**TASK REQUIREMENTS**
Somewhere in the records below is a line containing "filename crates/engine/src/infrastructure/postgres/mod.rs". Copy that line and everything after it through the end, unchanged.

**RECORDED INFORMATION**
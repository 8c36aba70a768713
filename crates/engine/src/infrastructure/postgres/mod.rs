//! Postgres record store.

mod pokemon_repo;
mod schema;

pub use pokemon_repo::PostgresPokemonRepo;
pub use schema::ensure_schema;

**SOLVED PROBLEM**
filename crates/engine/src/infrastructure/postgres/mod.rs
//! Postgres record store.

mod pokemon_repo;
mod schema;

pub use pokemon_repo::PostgresPokemonRepo;
pub use schema::ensure_schema;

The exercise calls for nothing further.